Joint Program of Sections on Commercial and Related Consumer Law and Contracts

Logic and Experience of Electronic Contracts: Implications for Teaching Commercial Law and Contracts

Mark E. Budnitz
Georgia State University

Note: The following are excerpts from materials I have prepared for students in my Sales class.


A. Introduction

There is currently a major controversy among those involved in drafting uniform state laws over what conduct by consumers should constitute their acceptance of the terms and conditions of agreements relating to sales over the Internet. Some object to a rule which would bind the consumer when the only conduct of the consumer is “point and click.”

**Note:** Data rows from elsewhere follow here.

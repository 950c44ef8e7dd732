// service/providers/manual.rs
use async_trait::async_trait;
use axum::http::HeaderMap;

use crate::service::payment_provider::{
    Capability, ChargeHandle, ChargeRequest, ChargeStatus, GatewayError, PaymentGateway, TransferReceipt,
    TransferRequest, WebhookEvent,
};

const CAPABILITIES: &[Capability] = &[Capability::RequiresManualConfirmation];

/// Zelle, Cash App and bank transfers. Nothing is charged programmatically:
/// the payer sends money outside the platform and an admin confirms it.
pub struct ManualGateway {
    /// Where payers send funds.
    recipient: String,
}

impl ManualGateway {
    pub fn new(recipient: impl Into<String>) -> Self {
        Self {
            recipient: recipient.into(),
        }
    }
}

#[async_trait]
impl PaymentGateway for ManualGateway {
    fn name(&self) -> &'static str {
        "manual"
    }

    fn capabilities(&self) -> &'static [Capability] {
        CAPABILITIES
    }

    /// Issues the reference the payer quotes with their transfer. The same
    /// payment always gets the same reference.
    async fn create_charge(&self, request: &ChargeRequest) -> Result<ChargeHandle, GatewayError> {
        let reference = format!("manual-{}", request.idempotency_key.simple());
        let instructions = format!(
            "send {} {} to {} quoting {}",
            request.amount.with_scale(2),
            request.currency,
            self.recipient,
            reference
        );
        Ok(ChargeHandle {
            charge_id: reference,
            approval_url: None,
            instructions: Some(instructions),
        })
    }

    async fn get_charge(&self, _charge_id: &str) -> Result<ChargeStatus, GatewayError> {
        Err(GatewayError::Unsupported("charge status of a manual transfer"))
    }

    async fn refund_charge(&self, _capture_reference: &str, request: &TransferRequest) -> Result<TransferReceipt, GatewayError> {
        Ok(TransferReceipt::ManualActionRequired {
            instructions: format!("refund {} {} to {}", request.amount, request.currency, request.destination),
        })
    }

    async fn send_payout(&self, request: &TransferRequest) -> Result<TransferReceipt, GatewayError> {
        Ok(TransferReceipt::ManualActionRequired {
            instructions: format!("pay {} {} to {}", request.amount, request.currency, request.destination),
        })
    }

    async fn verify_webhook(&self, _headers: &HeaderMap, _body: &[u8]) -> Result<Option<WebhookEvent>, GatewayError> {
        Err(GatewayError::Unsupported("webhooks for manual transfers"))
    }
}
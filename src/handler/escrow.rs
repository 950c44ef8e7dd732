// handler/escrow.rs
use std::sync::Arc;

use axum::{
    extract::Path,
    response::IntoResponse,
    routing::{get, post, put},
    Extension, Json, Router,
};
use chrono::Utc;
use uuid::Uuid;
use validator::Validate;

use crate::{
    dtos::settlementdtos::{ApiResponse, ConfirmDto, DisputeDto, ResolveDisputeDto, UpdateStatusDto},
    error::HttpError,
    middleware::JWTAuthMiddleware,
    AppState,
};

pub fn escrow_handler() -> Router {
    Router::new()
        .route("/:escrow_id", get(get_escrow))
        .route("/:escrow_id/obligations", get(get_obligations))
        .route("/:escrow_id/release-conditions", put(mark_release_conditions_met))
        .route("/:escrow_id/dispute", post(file_dispute))
}

/// Admin-only routes, mounted behind `require_admin`.
pub fn escrow_admin_handler() -> Router {
    Router::new()
        .route("/escrow/:escrow_id/status", put(update_escrow_status))
        .route("/escrow/:escrow_id/resolve", put(resolve_dispute))
        .route("/obligations/:obligation_id/dispatch", post(dispatch_obligation))
        .route("/obligations/:obligation_id/confirm", post(confirm_obligation))
        .route("/integrity-issues", get(get_integrity_issues))
        .route("/integrity-issues/:issue_id/resolve", put(resolve_integrity_issue))
        .route("/reconcile", post(run_reconciliation))
}

pub async fn get_escrow(
    Extension(app_state): Extension<Arc<AppState>>,
    Extension(auth): Extension<JWTAuthMiddleware>,
    Path(escrow_id): Path<Uuid>,
) -> Result<impl IntoResponse, HttpError> {
    let escrow = app_state.escrow_service.get_escrow(escrow_id, &auth.actor).await?;
    Ok(Json(ApiResponse::success("Escrow retrieved", escrow)))
}

pub async fn get_obligations(
    Extension(app_state): Extension<Arc<AppState>>,
    Extension(auth): Extension<JWTAuthMiddleware>,
    Path(escrow_id): Path<Uuid>,
) -> Result<impl IntoResponse, HttpError> {
    let obligations = app_state.escrow_service.obligations(escrow_id, &auth.actor).await?;
    Ok(Json(ApiResponse::success("Obligations retrieved", obligations)))
}

pub async fn mark_release_conditions_met(
    Extension(app_state): Extension<Arc<AppState>>,
    Extension(auth): Extension<JWTAuthMiddleware>,
    Path(escrow_id): Path<Uuid>,
) -> Result<impl IntoResponse, HttpError> {
    let outcome = app_state
        .escrow_service
        .mark_release_conditions_met(escrow_id, &auth.actor)
        .await?;
    Ok(Json(ApiResponse::success("Release conditions recorded", outcome)))
}

pub async fn file_dispute(
    Extension(app_state): Extension<Arc<AppState>>,
    Extension(auth): Extension<JWTAuthMiddleware>,
    Path(escrow_id): Path<Uuid>,
    Json(body): Json<DisputeDto>,
) -> Result<impl IntoResponse, HttpError> {
    body.validate()
        .map_err(|e| HttpError::bad_request(e.to_string()))?;

    let outcome = app_state
        .escrow_service
        .file_dispute(escrow_id, &auth.actor, &body.reason)
        .await?;
    Ok(Json(ApiResponse::success("Dispute filed", outcome)))
}

pub async fn update_escrow_status(
    Extension(app_state): Extension<Arc<AppState>>,
    Extension(auth): Extension<JWTAuthMiddleware>,
    Path(escrow_id): Path<Uuid>,
    Json(body): Json<UpdateStatusDto>,
) -> Result<impl IntoResponse, HttpError> {
    body.validate()
        .map_err(|e| HttpError::bad_request(e.to_string()))?;

    let outcome = app_state
        .escrow_service
        .update_escrow_status(escrow_id, &body.status, &auth.actor, &body.note)
        .await?;
    Ok(Json(ApiResponse::success("Escrow status updated", outcome)))
}

pub async fn resolve_dispute(
    Extension(app_state): Extension<Arc<AppState>>,
    Extension(auth): Extension<JWTAuthMiddleware>,
    Path(escrow_id): Path<Uuid>,
    Json(body): Json<ResolveDisputeDto>,
) -> Result<impl IntoResponse, HttpError> {
    body.validate()
        .map_err(|e| HttpError::bad_request(e.to_string()))?;

    let outcome = app_state
        .escrow_service
        .resolve_dispute(escrow_id, &auth.actor, body.resolution, &body.note)
        .await?;
    Ok(Json(ApiResponse::success("Dispute resolved", outcome)))
}

pub async fn dispatch_obligation(
    Extension(app_state): Extension<Arc<AppState>>,
    Path(obligation_id): Path<Uuid>,
) -> Result<impl IntoResponse, HttpError> {
    let obligation = app_state.escrow_service.dispatch_obligation(obligation_id).await?;
    Ok(Json(ApiResponse::success("Obligation dispatched", obligation)))
}

pub async fn confirm_obligation(
    Extension(app_state): Extension<Arc<AppState>>,
    Extension(auth): Extension<JWTAuthMiddleware>,
    Path(obligation_id): Path<Uuid>,
    Json(body): Json<ConfirmDto>,
) -> Result<impl IntoResponse, HttpError> {
    body.validate()
        .map_err(|e| HttpError::bad_request(e.to_string()))?;

    let obligation = app_state
        .escrow_service
        .confirm_obligation(obligation_id, &auth.actor, &body.reference)
        .await?;
    Ok(Json(ApiResponse::success("Obligation confirmed", obligation)))
}

pub async fn get_integrity_issues(
    Extension(app_state): Extension<Arc<AppState>>,
    Extension(auth): Extension<JWTAuthMiddleware>,
) -> Result<impl IntoResponse, HttpError> {
    let issues = app_state.escrow_service.open_integrity_issues(&auth.actor).await?;
    Ok(Json(ApiResponse::success("Open integrity issues", issues)))
}

pub async fn resolve_integrity_issue(
    Extension(app_state): Extension<Arc<AppState>>,
    Extension(auth): Extension<JWTAuthMiddleware>,
    Path(issue_id): Path<Uuid>,
) -> Result<impl IntoResponse, HttpError> {
    let issue = app_state
        .escrow_service
        .resolve_integrity_issue(issue_id, &auth.actor)
        .await?;
    Ok(Json(ApiResponse::success("Integrity issue resolved", issue)))
}

pub async fn run_reconciliation(
    Extension(app_state): Extension<Arc<AppState>>,
) -> Result<impl IntoResponse, HttpError> {
    let report = app_state.escrow_service.reconcile(Utc::now()).await?;
    Ok(Json(ApiResponse::success("Reconciliation finished", report)))
}
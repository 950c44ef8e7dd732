use std::sync::Arc;

use axum::{
    extract::Request,
    http::header,
    middleware::Next,
    response::IntoResponse,
    Extension,
};

use crate::{
    error::{ErrorMessage, HttpError},
    models::usermodel::{Actor, UserRole},
    utils::token,
    AppState,
};

/// The caller resolved from the bearer token. Handlers pass `actor` into
/// every service call.
#[derive(Debug, Clone, Copy)]
pub struct JWTAuthMiddleware {
    pub actor: Actor,
}

pub async fn auth(
    Extension(app_state): Extension<Arc<AppState>>,
    mut req: Request,
    next: Next,
) -> Result<impl IntoResponse, HttpError> {
    let token = req
        .headers()
        .get(header::AUTHORIZATION)
        .and_then(|auth_header| auth_header.to_str().ok())
        .and_then(|auth_value| auth_value.strip_prefix("Bearer "))
        .map(|token| token.trim().to_owned())
        .ok_or_else(|| HttpError::unauthorized(ErrorMessage::TokenNotProvided.to_string()))?;

    let claims = token::decode_token(token, app_state.env.jwt_secret.as_bytes())?;
    let actor = claims.actor()?;

    req.extensions_mut().insert(JWTAuthMiddleware { actor });
    Ok(next.run(req).await)
}

pub async fn role_check(
    req: Request,
    next: Next,
    required_roles: Vec<UserRole>,
) -> Result<impl IntoResponse, HttpError> {
    let auth = req
        .extensions()
        .get::<JWTAuthMiddleware>()
        .ok_or_else(|| HttpError::unauthorized(ErrorMessage::UserNotAuthenticated.to_string()))?;

    let allowed = match auth.actor {
        Actor::User { role, .. } => required_roles.contains(&role),
        Actor::System => false,
    };
    if !allowed {
        return Err(HttpError::forbidden(ErrorMessage::PermissionDenied.to_string()));
    }

    Ok(next.run(req).await)
}

pub async fn require_admin(req: Request, next: Next) -> Result<impl IntoResponse, HttpError> {
    role_check(req, next, vec![UserRole::Admin]).await
}
use chrono::{Duration, Utc};
use jsonwebtoken::{decode, encode, Algorithm, DecodingKey, EncodingKey, Header, Validation};
use serde::{Deserialize, Serialize};
use uuid::Uuid;

use crate::{
    error::{ErrorMessage, HttpError},
    models::usermodel::{Actor, UserRole},
};

#[derive(Debug, Serialize, Deserialize)]
pub struct TokenClaims {
    pub sub: String,
    pub role: UserRole,
    pub iat: usize,
    pub exp: usize,
}

impl TokenClaims {
    pub fn actor(&self) -> Result<Actor, HttpError> {
        let user_id = Uuid::parse_str(&self.sub)
            .map_err(|_| HttpError::unauthorized(ErrorMessage::InvalidToken.to_string()))?;
        Ok(Actor::User { user_id, role: self.role })
    }
}

pub fn create_token(
    user_id: Uuid,
    role: UserRole,
    secret: &[u8],
    expires_in_seconds: i64,
) -> Result<String, jsonwebtoken::errors::Error> {
    let now = Utc::now();
    let claims = TokenClaims {
        sub: user_id.to_string(),
        role,
        iat: now.timestamp() as usize,
        exp: (now + Duration::seconds(expires_in_seconds)).timestamp() as usize,
    };
    encode(&Header::default(), &claims, &EncodingKey::from_secret(secret))
}

pub fn decode_token<T: Into<String>>(token: T, secret: &[u8]) -> Result<TokenClaims, HttpError> {
    let decoded = decode::<TokenClaims>(
        &token.into(),
        &DecodingKey::from_secret(secret),
        &Validation::new(Algorithm::HS256),
    );
    match decoded {
        Ok(token) => Ok(token.claims),
        Err(_) => Err(HttpError::unauthorized(ErrorMessage::InvalidToken.to_string())),
    }
}
pub mod coinbase;
pub mod manual;
pub mod paypal;

use std::sync::Arc;

use crate::{
    config::Config,
    models::methodmodel::PaymentMethodType,
    service::payment_provider::{GatewayError, GatewayRegistry},
};

/// Registers an adapter for every provider the configuration enables.
pub fn registry_from_config(config: &Config) -> Result<GatewayRegistry, GatewayError> {
    let mut registry = GatewayRegistry::new();

    if let Some(paypal) = &config.paypal {
        registry.register(
            Arc::new(paypal::PaypalGateway::new(paypal.clone())?),
            &[PaymentMethodType::Paypal, PaymentMethodType::Card],
        );
    }
    if let Some(coinbase) = &config.coinbase {
        registry.register(
            Arc::new(coinbase::CoinbaseGateway::new(coinbase.clone())?),
            &[PaymentMethodType::Coinbase],
        );
    }
    if let Some(recipient) = &config.zelle_recipient {
        registry.register(
            Arc::new(manual::ManualGateway::new(recipient.clone())),
            &[PaymentMethodType::Zelle, PaymentMethodType::Cashapp, PaymentMethodType::Bank],
        );
    }

    tracing::info!(providers = ?registry.providers(), "payment gateways registered");
    Ok(registry)
}
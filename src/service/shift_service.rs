// service/shift_service.rs
use std::sync::Arc;

use chrono::{DateTime, Duration, Utc};
use uuid::Uuid;

use crate::{
    db::{ApplicationTransition, SettlementStore},
    models::{
        escrowmodel::Unwind,
        shiftmodel::{ApplicationChange, ApplicationStatus, ShiftApplication},
        usermodel::{Actor, UserRole},
    },
    service::{
        error::ServiceError,
        escrow_service::EscrowService,
        notification_service::{NotificationService, SettlementEvent},
    },
};

/// Drives shift applications from apply to completion and hands completed
/// work to the escrow ledger.
pub struct ShiftService {
    store: Arc<dyn SettlementStore>,
    escrow_service: Arc<EscrowService>,
    notifications: Arc<NotificationService>,
    withdrawal_window: Duration,
    auto_complete_grace: Duration,
}

impl std::fmt::Debug for ShiftService {
    fn fmt(&self, f: &mut std::fmt::Formatter<'_>) -> std::fmt::Result {
        f.debug_struct("ShiftService")
            .field("withdrawal_window", &self.withdrawal_window)
            .field("auto_complete_grace", &self.auto_complete_grace)
            .finish()
    }
}

impl ShiftService {
    pub fn new(
        store: Arc<dyn SettlementStore>,
        escrow_service: Arc<EscrowService>,
        notifications: Arc<NotificationService>,
        withdrawal_window: Duration,
        auto_complete_grace: Duration,
    ) -> Self {
        Self {
            store,
            escrow_service,
            notifications,
            withdrawal_window,
            auto_complete_grace,
        }
    }

    fn published(&self, application: ShiftApplication) -> ShiftApplication {
        self.notifications.publish(SettlementEvent::ApplicationChanged {
            application_id: application.id,
            shift_id: application.shift_id,
            professional_id: application.professional_id,
            status: application.status,
        });
        application
    }

    async fn change(&self, application_id: Uuid, change: ApplicationChange) -> Result<ApplicationTransition, ServiceError> {
        let transition = self.store.change_application(application_id, &change, Utc::now()).await?;
        tracing::info!(
            %application_id,
            action = change.action(),
            status = transition.application.status.to_str(),
            "application transition committed"
        );
        Ok(transition)
    }

    pub async fn get_application(&self, application_id: Uuid, actor: &Actor) -> Result<ShiftApplication, ServiceError> {
        let application = self
            .store
            .get_application(application_id)
            .await?
            .ok_or(ServiceError::ApplicationNotFound(application_id))?;
        if actor.is_admin() || actor.is_user(application.professional_id) {
            return Ok(application);
        }
        let shift = self
            .store
            .get_shift(application.shift_id)
            .await?
            .ok_or(ServiceError::ShiftNotFound(application.shift_id))?;
        if !actor.is_user(shift.facility_id) {
            return Err(ServiceError::NotOwner(actor.user_id().unwrap_or_default()));
        }
        Ok(application)
    }

    pub async fn list_for_shift(&self, shift_id: Uuid, actor: &Actor) -> Result<Vec<ShiftApplication>, ServiceError> {
        let shift = self
            .store
            .get_shift(shift_id)
            .await?
            .ok_or(ServiceError::ShiftNotFound(shift_id))?;
        if !actor.is_admin() && !actor.is_user(shift.facility_id) {
            return Err(ServiceError::NotOwner(actor.user_id().unwrap_or_default()));
        }
        self.store.list_applications_for_shift(shift_id).await
    }

    pub async fn apply(&self, shift_id: Uuid, actor: &Actor) -> Result<ShiftApplication, ServiceError> {
        let professional_id = actor.require_role(UserRole::Professional)?;
        let application = self.store.create_application(shift_id, professional_id, Utc::now()).await?;
        tracing::info!(application_id = %application.id, %shift_id, %professional_id, "applied to shift");
        Ok(self.published(application))
    }

    /// Accepts the application and fills the shift in one transaction.
    pub async fn accept(&self, application_id: Uuid, actor: &Actor) -> Result<ShiftApplication, ServiceError> {
        let facility_id = actor.require_role(UserRole::Facility)?;
        let transition = self.change(application_id, ApplicationChange::Accept { facility_id }).await?;
        Ok(self.published(transition.application))
    }

    pub async fn reject(&self, application_id: Uuid, actor: &Actor) -> Result<ShiftApplication, ServiceError> {
        let facility_id = actor.require_role(UserRole::Facility)?;
        let transition = self.change(application_id, ApplicationChange::Reject { facility_id }).await?;
        Ok(self.published(transition.application))
    }

    /// Withdrawing after acceptance re-opens the shift and unwinds the
    /// payment in the same transaction.
    pub async fn withdraw(&self, application_id: Uuid, actor: &Actor) -> Result<ShiftApplication, ServiceError> {
        let professional_id = actor.require_role(UserRole::Professional)?;
        let change = ApplicationChange::Withdraw {
            professional_id,
            window: self.withdrawal_window,
        };
        let transition = self.change(application_id, change).await?;

        match transition.unwound {
            Some(Unwind::CancelledPayment(payment)) => {
                tracing::info!(payment_id = %payment.id, %application_id, "pending payment cancelled by withdrawal");
                self.notifications.publish(SettlementEvent::PaymentChanged {
                    payment_id: payment.id,
                    application_id: payment.application_id,
                    payer_id: payment.payer_id,
                    status: payment.status,
                });
            }
            Some(Unwind::RefundedEscrow(plan)) => {
                tracing::info!(escrow_id = %plan.escrow.id, %application_id, "escrow refunded by withdrawal");
                self.escrow_service.after_commit(plan).await;
            }
            None => {}
        }
        Ok(self.published(transition.application))
    }

    pub async fn check_in(&self, application_id: Uuid, actor: &Actor) -> Result<ShiftApplication, ServiceError> {
        let professional_id = actor.require_role(UserRole::Professional)?;
        let transition = self.change(application_id, ApplicationChange::CheckIn { professional_id }).await?;
        Ok(self.published(transition.application))
    }

    pub async fn check_out(&self, application_id: Uuid, actor: &Actor) -> Result<ShiftApplication, ServiceError> {
        let professional_id = actor.require_role(UserRole::Professional)?;
        let transition = self.change(application_id, ApplicationChange::CheckOut { professional_id }).await?;
        Ok(self.published(transition.application))
    }

    /// Facility owner or admin confirms the work. Notifies the escrow ledger
    /// after commit; the reconciliation sweep repeats the notification if
    /// this one fails.
    pub async fn confirm_completion(&self, application_id: Uuid, actor: &Actor) -> Result<ShiftApplication, ServiceError> {
        let transition = self
            .change(application_id, ApplicationChange::ConfirmCompletion { actor: *actor })
            .await?;
        self.completed(&transition.application).await;
        Ok(self.published(transition.application))
    }

    async fn completed(&self, application: &ShiftApplication) {
        if let Err(err) = self.escrow_service.shift_completed(application.id).await {
            tracing::warn!(application_id = %application.id, error = %err, "escrow not notified of completion");
        }
    }

    /// Marks the application disputed and, when the money is still held,
    /// disputes the escrow in the same transaction. Either both move or
    /// neither does.
    pub async fn file_dispute(
        &self,
        application_id: Uuid,
        actor: &Actor,
        reason: &str,
    ) -> Result<ShiftApplication, ServiceError> {
        let change = ApplicationChange::FileDispute {
            actor: *actor,
            reason: reason.to_string(),
        };
        let transition = self.change(application_id, change).await?;

        if let Some(plan) = transition.disputed {
            tracing::info!(escrow_id = %plan.escrow.id, %application_id, "escrow disputed with application");
            self.escrow_service.after_commit(plan).await;
        }
        Ok(self.published(transition.application))
    }

    pub async fn submit_review(
        &self,
        application_id: Uuid,
        actor: &Actor,
        rating: i16,
        text: Option<String>,
    ) -> Result<ShiftApplication, ServiceError> {
        let change = ApplicationChange::Review {
            actor: *actor,
            rating,
            text: text.map(|t| t.trim().to_string()).filter(|t| !t.is_empty()),
        };
        let transition = self.change(application_id, change).await?;
        Ok(transition.application)
    }

    /// Completes applications checked out longer than the grace period ago.
    /// Rows another caller moved in the meantime are skipped.
    pub async fn auto_complete_overdue(&self, now: DateTime<Utc>) -> Result<Vec<ShiftApplication>, ServiceError> {
        let due = self.store.checked_out_before(now - self.auto_complete_grace).await?;
        let mut completed = Vec::with_capacity(due.len());

        for application in due {
            let change = ApplicationChange::AutoComplete {
                grace: self.auto_complete_grace,
            };
            match self.store.change_application(application.id, &change, now).await {
                Ok(transition) if transition.application.status == ApplicationStatus::Completed => {
                    tracing::info!(application_id = %application.id, "application auto-completed");
                    self.completed(&transition.application).await;
                    completed.push(self.published(transition.application));
                }
                Ok(_) => {}
                Err(err) => {
                    tracing::warn!(application_id = %application.id, error = %err, "auto-complete skipped");
                }
            }
        }
        Ok(completed)
    }
}
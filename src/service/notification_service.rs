// service/notification_service.rs
use serde::Serialize;
use tokio::sync::broadcast;
use uuid::Uuid;

use crate::models::{
    escrowmodel::{EscrowStatus, ObligationKind},
    paymentmodel::PaymentStatus,
    shiftmodel::ApplicationStatus,
};

/// Status changes surrounding collaborators (UI, mail, push) render and
/// forward to users.
#[derive(Debug, Clone, Serialize, PartialEq)]
#[serde(tag = "event", rename_all = "snake_case")]
pub enum SettlementEvent {
    ApplicationChanged {
        application_id: Uuid,
        shift_id: Uuid,
        professional_id: Uuid,
        status: ApplicationStatus,
    },
    PaymentChanged {
        payment_id: Uuid,
        application_id: Uuid,
        payer_id: Uuid,
        status: PaymentStatus,
    },
    EscrowChanged {
        escrow_id: Uuid,
        facility_id: Uuid,
        professional_id: Uuid,
        status: EscrowStatus,
    },
    ObligationFailed {
        obligation_id: Uuid,
        kind: ObligationKind,
        beneficiary_id: Uuid,
        error: String,
    },
    ManualActionRequired {
        obligation_id: Uuid,
        kind: ObligationKind,
        instructions: String,
    },
}

#[derive(Debug, Clone)]
pub struct NotificationService {
    sender: broadcast::Sender<SettlementEvent>,
}

impl NotificationService {
    pub fn new(capacity: usize) -> Self {
        let (sender, _) = broadcast::channel(capacity);
        Self { sender }
    }

    pub fn subscribe(&self) -> broadcast::Receiver<SettlementEvent> {
        self.sender.subscribe()
    }

    /// Never fails the caller: an event nobody listens to is dropped.
    pub fn publish(&self, event: SettlementEvent) {
        tracing::debug!(?event, "settlement event");
        if self.sender.send(event).is_err() {
            tracing::trace!("no settlement event subscribers");
        }
    }
}

#[cfg(test)]
mod tests {
    use super::*;

    #[tokio::test]
    async fn test_subscribers_receive_events() {
        let service = NotificationService::new(8);
        let mut rx = service.subscribe();
        let event = SettlementEvent::EscrowChanged {
            escrow_id: Uuid::new_v4(),
            facility_id: Uuid::new_v4(),
            professional_id: Uuid::new_v4(),
            status: EscrowStatus::Released,
        };
        service.publish(event.clone());
        assert_eq!(rx.recv().await.unwrap(), event);
    }

    #[test]
    fn test_publish_without_subscribers_is_silent() {
        let service = NotificationService::new(1);
        service.publish(SettlementEvent::ObligationFailed {
            obligation_id: Uuid::new_v4(),
            kind: ObligationKind::Payout,
            beneficiary_id: Uuid::new_v4(),
            error: "timeout".into(),
        });
    }
}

It is important for sellers and consumer buyers to know if and when a contract is formed, because prior to that time neither party is bound and either can refuse to complete the transaction. This is a significant consumer right. The online consumer may want to get out of the transaction even though she has selected some items for purchase and clicked on various buttons with vague labels. For example, at a late stage in the checkout cycle she may for the first time learn of exorbitant shipping charges or of a no return policy. She may be told that if she decides to return the goods she must ship them to Oregon in their original containers rather than returning them to the seller’s brick and mortar store located close to where the consumer lives or works. Perhaps she gets worried about the absence on the site of the seller’s address or a customer service phone number. While online waiting for pages to download she may check her daily newspaper and find a better deal advertised by another seller. For all of these reasons and more, the consumer needs to know at what point she is bound and can no longer back out of the transaction.1

Even if the consumer agrees to be bound to the contract, many sites put the contract’s terms and conditions in places where they are difficult to find. Is a consumer bound by a term which can be located only if the consumer clicks on several successive links, the first one or more of which do not clearly indicate they will eventually lead to the term or condition in question?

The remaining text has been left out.